Publié le 15/02/2023 à 18:28 , mis à jour le 15/02/2023 à 19:47

En désespoir de cause, une commune des Côtes-d’Armor a posé un panneau au bord de la route pour trouver un médecin. MAXPPP/MAXPPP

FIGAROVOX/TRIBUNE – Frédéric Paing, médecin généraliste et Jean-René Binet, maire LR de Hauteville-sur-Mer, s’opposent au projet de loi contre les déserts médicaux. En plus de ne résoudre en rien le problème d’accès aux soins, ce texte désigne les médecins comme coupables, déplorent-ils.

Le Dr Frédéric Paing est médecin généraliste et membre actif du collectif «Santé en danger».

Jean-René Binet est professeur de droit, et maire LR de Hauteville-sur-Mer.
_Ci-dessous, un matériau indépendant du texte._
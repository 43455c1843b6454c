//! Conversions from external infrastructure errors into domain errors.

use image::ImageError;
use reqwest::Error as HttpError;
use rusqlite::Error as SqlError;
use talkreport_common::auth::{
    CredentialStoreError, LoginError, OAuthClientError, TokenManagerError,
};
use talkreport_domain::TalkReportError;

/// Error newtype that keeps conversions on the infrastructure side and can be
/// converted back into the domain error.
#[derive(Debug)]
pub struct InfraError(pub TalkReportError);

impl From<InfraError> for TalkReportError {
    fn from(value: InfraError) -> Self {
        value.0
    }
}

impl From<TalkReportError> for InfraError {
    fn from(value: TalkReportError) -> Self {
        InfraError(value)
    }
}

/// Extension trait to make the conversion logic explicit in tests and within
/// this module.
trait IntoTalkReportError {
    fn into_talkreport(self) -> TalkReportError;
}

macro_rules! infra_from {
    ($($source:ty),+ $(,)?) => {
        $(
            impl From<$source> for InfraError {
                fn from(value: $source) -> Self {
                    InfraError(value.into_talkreport())
                }
            }
        )+
    };
}

infra_from!(
    SqlError,
    HttpError,
    ImageError,
    OAuthClientError,
    TokenManagerError,
    CredentialStoreError,
    LoginError,
);

/* -------------------------------------------------------------------------- */
/* rusqlite::Error → TalkReportError */
/* -------------------------------------------------------------------------- */

impl IntoTalkReportError for SqlError {
    fn into_talkreport(self) -> TalkReportError {
        use rusqlite::ffi::ErrorCode;
        use rusqlite::Error as RE;

        match self {
            RE::SqliteFailure(err, maybe_message) => {
                let message = maybe_message.unwrap_or_default();
                match (err.code, err.extended_code) {
                    (ErrorCode::DatabaseBusy, _) => {
                        TalkReportError::Database("database is busy".into())
                    }
                    (ErrorCode::DatabaseLocked, _) => {
                        TalkReportError::Database("database is locked".into())
                    }
                    (ErrorCode::ConstraintViolation, 1555 | 2067) => {
                        TalkReportError::Database("unique constraint violation".into())
                    }
                    (ErrorCode::NotADatabase, _) => TalkReportError::Database(
                        "file is not a TalkReport database".into(),
                    ),
                    _ => TalkReportError::Database(format!(
                        "sqlite failure {:?} (code {}): {}",
                        err.code, err.extended_code, message
                    )),
                }
            }
            RE::QueryReturnedNoRows => TalkReportError::NotFound("no rows returned by query".into()),
            RE::FromSqlConversionFailure(_, _, cause) => {
                TalkReportError::Database(format!("failed to convert sqlite value: {cause}"))
            }
            RE::InvalidColumnType(_, _, ty) => {
                TalkReportError::Database(format!("invalid column type: {ty}"))
            }
            RE::InvalidPath(path) => TalkReportError::Database(format!(
                "invalid database path: {}",
                path.to_string_lossy()
            )),
            other => TalkReportError::Database(other.to_string()),
        }
    }
}

/* -------------------------------------------------------------------------- */
/* reqwest::Error → TalkReportError */
/* -------------------------------------------------------------------------- */

impl IntoTalkReportError for HttpError {
    fn into_talkreport(self) -> TalkReportError {
        if self.is_timeout() {
            return TalkReportError::Network("HTTP request timed out".into());
        }

        if self.is_connect() {
            return TalkReportError::Network("HTTP connection failure".into());
        }

        if let Some(status) = self.status() {
            let code = status.as_u16();
            let message =
                format!("HTTP {} {}", code, status.canonical_reason().unwrap_or("unknown status"));

            return match code {
                401 | 403 => TalkReportError::Auth(message),
                404 => TalkReportError::NotFound(message),
                400..=499 => TalkReportError::InvalidInput(message),
                _ => TalkReportError::Network(message),
            };
        }

        TalkReportError::Network(self.to_string())
    }
}

/* -------------------------------------------------------------------------- */
/* image::ImageError → TalkReportError */
/* -------------------------------------------------------------------------- */

impl IntoTalkReportError for ImageError {
    fn into_talkreport(self) -> TalkReportError {
        match self {
            ImageError::IoError(err) if err.kind() == std::io::ErrorKind::NotFound => {
                TalkReportError::NotFound(format!("rendered surface missing: {err}"))
            }
            other => TalkReportError::Export(format!("image codec failure: {other}")),
        }
    }
}

/* -------------------------------------------------------------------------- */
/* auth errors → TalkReportError */
/* -------------------------------------------------------------------------- */

impl IntoTalkReportError for OAuthClientError {
    fn into_talkreport(self) -> TalkReportError {
        match self {
            OAuthClientError::RequestFailed(err) => err.into_talkreport(),
            OAuthClientError::NoRefreshToken => {
                TalkReportError::Auth("no refresh token available".into())
            }
            other => TalkReportError::Auth(other.to_string()),
        }
    }
}

impl IntoTalkReportError for CredentialStoreError {
    fn into_talkreport(self) -> TalkReportError {
        TalkReportError::Credentials(self.to_string())
    }
}

impl IntoTalkReportError for TokenManagerError {
    fn into_talkreport(self) -> TalkReportError {
        match self {
            TokenManagerError::Store(err) => err.into_talkreport(),
        }
    }
}

impl IntoTalkReportError for LoginError {
    fn into_talkreport(self) -> TalkReportError {
        TalkReportError::Auth(self.to_string())
    }
}

/* -------------------------------------------------------------------------- */
/* Tests */
/* -------------------------------------------------------------------------- */

#[cfg(test)]
mod tests {
    use reqwest::{Client, StatusCode};
    use rusqlite::ffi::{Error as FfiError, ErrorCode};
    use tokio::runtime::Runtime;
    use wiremock::matchers::method;
    use wiremock::{Mock, MockServer, ResponseTemplate};

    use super::*;

    #[test]
    fn sqlite_busy_maps_to_database_error() {
        let err = SqlError::SqliteFailure(
            FfiError { code: ErrorCode::DatabaseBusy, extended_code: 5 },
            Some("database is locked".into()),
        );

        let mapped: TalkReportError = InfraError::from(err).into();
        match mapped {
            TalkReportError::Database(msg) => {
                assert!(msg.contains("busy") || msg.contains("locked"));
            }
            other => panic!("expected database error, got {:?}", other),
        }
    }

    #[test]
    fn no_rows_maps_to_not_found() {
        let mapped: TalkReportError = InfraError::from(SqlError::QueryReturnedNoRows).into();
        assert!(matches!(mapped, TalkReportError::NotFound(_)));
    }

    #[test]
    fn http_status_401_maps_to_auth_error() {
        Runtime::new().unwrap().block_on(async {
            let server = MockServer::start().await;
            Mock::given(method("GET"))
                .respond_with(ResponseTemplate::new(StatusCode::UNAUTHORIZED))
                .mount(&server)
                .await;

            let client = Client::builder().no_proxy().build().unwrap();
            let error =
                client.get(server.uri()).send().await.unwrap().error_for_status().unwrap_err();

            let mapped: TalkReportError = InfraError::from(error).into();
            match mapped {
                TalkReportError::Auth(msg) => assert!(msg.contains("401")),
                other => panic!("expected auth error, got {:?}", other),
            }
        });
    }

    #[test]
    fn login_errors_surface_as_auth() {
        let mapped: TalkReportError = InfraError::from(LoginError::PopupBlocked).into();
        assert_eq!(mapped.user_message(), "Please log in to KakaoTalk again.");
        assert!(matches!(mapped, TalkReportError::Auth(msg) if msg.contains("blocked")));
    }

    #[test]
    fn store_failures_surface_as_credentials() {
        let err = TokenManagerError::Store(CredentialStoreError::Backend("locked".into()));
        let mapped: TalkReportError = InfraError::from(err).into();
        assert!(matches!(mapped, TalkReportError::Credentials(msg) if msg.contains("locked")));
    }

    #[test]
    fn missing_image_file_is_not_found() {
        let io = std::io::Error::new(std::io::ErrorKind::NotFound, "report-1.png");
        let mapped: TalkReportError = InfraError::from(ImageError::IoError(io)).into();
        assert!(matches!(mapped, TalkReportError::NotFound(_)));
    }
}
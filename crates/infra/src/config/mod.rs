//! Application configuration
//!
//! `TALKREPORT_*` environment variables first, then a TOML or JSON file in
//! one of the probed locations.

pub mod loader;

pub use loader::{load, load_from_env, load_from_file, probe_config_paths};
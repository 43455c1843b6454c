//! Plain-text digest of a report for chat delivery.

use talkreport_domain::Report;

/// A text memo and the link attached to it.
#[derive(Debug, Clone, PartialEq, Eq)]
pub struct TextMessage {
    pub text: String,
    pub link_url: String,
}

impl TextMessage {
    #[must_use]
    pub fn for_report(report: &Report, link_url: impl Into<String>) -> Self {
        Self { text: build_digest(report), link_url: link_url.into() }
    }
}

/// Title line `"{name} - {year_month}"`, then one `"{subject}: {score}점"`
/// line per score.
#[must_use]
pub fn build_digest(report: &Report) -> String {
    let mut lines = Vec::with_capacity(report.scores.len() + 1);
    lines.push(format!("{} - {}", report.student_name, report.year_month));
    lines.extend(report.scores.iter().map(|s| format!("{}: {}점", s.subject, s.score)));
    lines.join("\n")
}
//! Document export commands

use std::path::{Path, PathBuf};

use serde::Serialize;
use talkreport_domain::{Result, TalkReportError};
use tracing::info;

use crate::context::AppContext;
use crate::utils::command_helpers::execute_logged;

/// A document written to disk.
#[derive(Debug, Clone, PartialEq, Eq, Serialize)]
#[serde(rename_all = "camelCase")]
pub struct ExportOutcome {
    pub path: PathBuf,
    pub byte_len: usize,
    /// Always 1 for PNG.
    pub page_count: usize,
}

/// Export the rendered report `element_id` as a paged PDF.
///
/// Writes to `output`, or to `<output_dir>/<element_id>.pdf`.
///
/// # Errors
/// Returns `NotFound` when no render exists for `element_id` and `Export`
/// when encoding or writing fails.
pub async fn export_pdf(
    ctx: &AppContext,
    element_id: &str,
    output: Option<&Path>,
) -> Result<ExportOutcome> {
    execute_logged("export::pdf", || async {
        let document = ctx.documents.export_pdf(element_id).await?;
        let path = target_path(ctx, element_id, output, "pdf");
        write_output(&path, &document.bytes).await?;
        info!(path = %path.display(), pages = document.page_count, "PDF written");
        Ok(ExportOutcome { path, byte_len: document.bytes.len(), page_count: document.page_count })
    })
    .await
}

/// Export the whole rendered report as a single PNG.
///
/// # Errors
/// See [`export_pdf`].
pub async fn export_png(
    ctx: &AppContext,
    element_id: &str,
    output: Option<&Path>,
) -> Result<ExportOutcome> {
    execute_logged("export::png", || async {
        let bytes = ctx.documents.export_png(element_id).await?;
        let path = target_path(ctx, element_id, output, "png");
        write_output(&path, &bytes).await?;
        info!(path = %path.display(), "PNG written");
        Ok(ExportOutcome { path, byte_len: bytes.len(), page_count: 1 })
    })
    .await
}

/// The PDF as standard base64, for attaching to a message.
///
/// # Errors
/// See [`export_pdf`].
pub async fn export_pdf_base64(ctx: &AppContext, element_id: &str) -> Result<String> {
    execute_logged("export::pdf_base64", || ctx.documents.export_pdf_base64(element_id)).await
}

fn target_path(ctx: &AppContext, element_id: &str, output: Option<&Path>, ext: &str) -> PathBuf {
    match output {
        Some(path) => path.to_path_buf(),
        None => ctx.output_dir().join(format!("{element_id}.{ext}")),
    }
}

async fn write_output(path: &Path, bytes: &[u8]) -> Result<()> {
    let io_error =
        |err: std::io::Error| TalkReportError::Export(format!("cannot write {}: {err}", path.display()));

    if let Some(parent) = path.parent().filter(|p| !p.as_os_str().is_empty()) {
        tokio::fs::create_dir_all(parent).await.map_err(io_error)?;
    }
    tokio::fs::write(path, bytes).await.map_err(io_error)
}
//! # TalkReport Domain
//!
//! Business domain types for TalkReport.
//!
//! This crate contains:
//! - Report and delivery records exchanged with the surrounding CRUD layer
//! - Raster surface and page slice types used by document export
//! - Domain error types and Result definitions
//! - Configuration structures
//!
//! ## Architecture
//! - No dependencies on other TalkReport crates
//! - Only external dependencies allowed
//! - Pure domain models and data structures

pub mod config;
pub mod constants;
pub mod errors;
pub mod macros;
pub mod types;

// Re-export commonly used items
pub use config::*;
pub use errors::*;
pub use types::*;
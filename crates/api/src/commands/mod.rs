//! Commands - the operations the CLI exposes
//!
//! Each command takes the [`AppContext`](crate::context::AppContext) and
//! returns serializable data, so a GUI shell can call the same functions.

pub mod auth;
pub mod export;
pub mod send;

pub use auth::{login, logout, restore_session, status, AuthStatus};
pub use export::{export_pdf, export_pdf_base64, export_png, ExportOutcome};
pub use send::{bulk_send, load_reports, send_history, send_report};
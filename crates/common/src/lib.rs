//! Shared building blocks for the TalkReport crates.
//!
//! # Feature Tiers
//!
//! Enable cargo features to opt into the tiers you need:
//! - `runtime`: async infrastructure and the injectable clock
//! - `platform`: OAuth session management and keychain access
//! - `test-utils`: in-memory mocks for the platform traits

#![forbid(unsafe_code)]
#![warn(rust_2018_idioms)]
#![warn(clippy::all, clippy::perf, clippy::complexity, clippy::suspicious)]

// Runtime tier
// --------------------------------------------------------------------
#[cfg(feature = "runtime")]
pub mod time;

// Platform tier
// -------------------------------------------------------------------
#[cfg(feature = "platform")]
pub mod auth;
#[cfg(feature = "platform")]
pub mod security;

// Testing utilities
// ---------------------------------------------------------------
#[cfg(any(feature = "test-utils", all(test, feature = "platform")))]
pub mod testing;

#[cfg(feature = "platform")]
pub use security::{KeychainError, KeychainProvider, SecretStore};
#[cfg(feature = "runtime")]
pub use time::{Clock, MockClock, SystemClock};
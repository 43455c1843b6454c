//! Translation of application config into auth-layer settings.

use std::time::Duration;

use talkreport_common::auth::{FlowSettings, OAuthConfig};
use talkreport_domain::constants::{KAKAO_AUTHORIZE_PATH, KAKAO_TOKEN_PATH};
use talkreport_domain::{AuthConfig, KakaoConfig};

/// OAuth registration for the Kakao application in `kakao`.
#[must_use]
pub fn oauth_config(kakao: &KakaoConfig) -> OAuthConfig {
    let base = kakao.auth_base_url.trim_end_matches('/');
    let scopes = kakao
        .scope
        .split(',')
        .map(str::trim)
        .filter(|s| !s.is_empty())
        .map(ToString::to_string)
        .collect();

    OAuthConfig::new(
        kakao.client_id.clone(),
        format!("{base}{KAKAO_AUTHORIZE_PATH}"),
        format!("{base}{KAKAO_TOKEN_PATH}"),
        kakao.redirect_uri.clone(),
        scopes,
    )
    .with_client_secret(kakao.client_secret.clone())
}

/// Popup geometry and timing for the login coordinator.
#[must_use]
pub fn flow_settings(auth: &AuthConfig) -> FlowSettings {
    FlowSettings {
        popup_width: auth.popup_width,
        popup_height: auth.popup_height,
        poll_interval: Duration::from_millis(auth.poll_interval_ms),
        grace_period: Duration::from_millis(auth.grace_period_ms),
        login_timeout: Duration::from_secs(auth.login_timeout_secs),
        ..FlowSettings::default()
    }
}

#[cfg(test)]
mod tests {
    use super::*;

    #[test]
    fn endpoints_follow_auth_base_url() {
        let kakao = KakaoConfig {
            client_id: "rest-key".into(),
            auth_base_url: "http://127.0.0.1:9999/".into(),
            scope: "talk_message, profile_nickname".into(),
            client_secret: Some(String::new()),
            ..KakaoConfig::default()
        };

        let config = oauth_config(&kakao);
        assert_eq!(config.authorization_endpoint, "http://127.0.0.1:9999/oauth/authorize");
        assert_eq!(config.token_endpoint, "http://127.0.0.1:9999/oauth/token");
        assert_eq!(config.scopes, vec!["talk_message", "profile_nickname"]);
        assert_eq!(config.client_secret, None);
        assert_eq!(config.redirect_uri, "http://localhost:8765/kakao-callback");
    }

    #[test]
    fn default_flow_settings_match_auth_defaults() {
        assert_eq!(flow_settings(&AuthConfig::default()), FlowSettings::default());
    }
}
Une proposition de loi « contre les déserts médicaux» a été enregistrée à la présidence de l’Assemblée nationale le 17 janvier 2023. Une telle initiative peut sembler aller dans le bon sens tant il est difficile de contester les difficultés d’accès aux soins de nos concitoyens : chacun l’a vécu personnellement ou dans son entourage. C’est le constat que font les élus locaux, alertés par leurs administrés légitimement inquiets pour leur santé. Certains parlementaires, dans la précipitation proposent alors des solutions qui n’ont pas toujours l’évidence qui leur est prêtée. C’est le cas de cette proposition, dont le contenu n’est malheureusement pas de nature à régler le problème et qui s’inscrit en outre dans un contexte particulièrement accablant pour les médecins. Ce manque de clairvoyance est d’autant plus dommageable que des solutions efficaces à court terme existent.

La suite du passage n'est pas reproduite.